(Saved data entries)
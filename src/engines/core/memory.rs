//! Memory mapping primitives
//!
//! Read-only memory maps used by the zero-copy and on-demand FASTQ modes.

use std::fs::File;
use std::path::Path;

use memmap2::{Mmap, MmapOptions};

/// Read-only memory-mapped file
///
/// Zero-length files cannot be mapped on every platform, so an empty file
/// is represented without a map and behaves as an empty slice.
#[derive(Debug)]
pub struct MemoryMapped {
    mmap: Option<Mmap>,
    len: usize,
}

impl MemoryMapped {
    /// Map a file read-only
    pub fn open<P: AsRef<Path>>(path: P) -> std::io::Result<Self> {
        let file = File::open(path.as_ref())?;
        let len = file.metadata()?.len() as usize;

        let mmap = if len == 0 {
            None
        } else {
            // The map is only ever read; callers must not truncate the file while it is open.
            Some(unsafe { MmapOptions::new().map(&file)? })
        };

        Ok(Self { mmap, len })
    }

    /// Get a reference to the underlying memory-mapped data
    pub fn as_slice(&self) -> &[u8] {
        match &self.mmap {
            Some(mmap) => &mmap[..self.len],
            None => &[],
        }
    }

    /// Get the length of the memory-mapped data
    pub fn len(&self) -> usize {
        self.len
    }

    /// Check if the memory-mapped data is empty
    pub fn is_empty(&self) -> bool {
        self.len == 0
    }

    /// Get a slice of the memory-mapped data, clamped to the mapped length
    pub fn slice(&self, start: usize, end: usize) -> &[u8] {
        let data = self.as_slice();
        let end = end.min(self.len);
        &data[start.min(end)..end]
    }
}

#[cfg(test)]
mod tests {
    use super::*;
    use std::io::Write;
    use tempfile::tempdir;

    #[test]
    fn test_memory_mapped_slices() -> std::io::Result<()> {
        let dir = tempdir()?;
        let file_path = dir.path().join("mapped.txt");
        {
            let mut file = File::create(&file_path)?;
            file.write_all(b"@read1\nACGT\n")?;
        }

        let mapped = MemoryMapped::open(&file_path)?;
        assert_eq!(mapped.len(), 12);
        assert_eq!(mapped.slice(7, 11), b"ACGT");
        // Out-of-range requests are clamped rather than panicking
        assert_eq!(mapped.slice(10, 100), b"T\n");

        Ok(())
    }

    #[test]
    fn test_empty_file_maps_to_empty_slice() -> std::io::Result<()> {
        let dir = tempdir()?;
        let file_path = dir.path().join("empty.txt");
        File::create(&file_path)?;

        let mapped = MemoryMapped::open(&file_path)?;
        assert!(mapped.is_empty());
        assert!(mapped.as_slice().is_empty());

        Ok(())
    }
}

[Instructions to follow] Restate verbatim the first line above and all lines after it through the line containing "pub fn slice(&self, start: usize, end: usize)"; omit the rest.

[Exercise result]
filename src/engines/core/memory.rs
//! Memory mapping primitives
//!
//! Read-only memory maps used by the zero-copy and on-demand FASTQ modes.

use std::fs::File;
use std::path::Path;

use memmap2::{Mmap, MmapOptions};

/// Read-only memory-mapped file
///
/// Zero-length files cannot be mapped on every platform, so an empty file
/// is represented without a map and behaves as an empty slice.
#[derive(Debug)]
pub struct MemoryMapped {
    mmap: Option<Mmap>,
    len: usize,
}

impl MemoryMapped {
    /// Map a file read-only
    pub fn open<P: AsRef<Path>>(path: P) -> std::io::Result<Self> {
        let file = File::open(path.as_ref())?;
        let len = file.metadata()?.len() as usize;

        let mmap = if len == 0 {
            None
        } else {
            // The map is only ever read; callers must not truncate the file while it is open.
            Some(unsafe { MmapOptions::new().map(&file)? })
        };

        Ok(Self { mmap, len })
    }

    /// Get a reference to the underlying memory-mapped data
    pub fn as_slice(&self) -> &[u8] {
        match &self.mmap {
            Some(mmap) => &mmap[..self.len],
            None => &[],
        }
    }

    /// Get the length of the memory-mapped data
    pub fn len(&self) -> usize {
        self.len
    }

    /// Check if the memory-mapped data is empty
    pub fn is_empty(&self) -> bool {
        self.len == 0
    }

    /// Get a slice of the memory-mapped data, clamped to the mapped length
    pub fn slice(&self, start: usize, end: usize) -> &[u8] {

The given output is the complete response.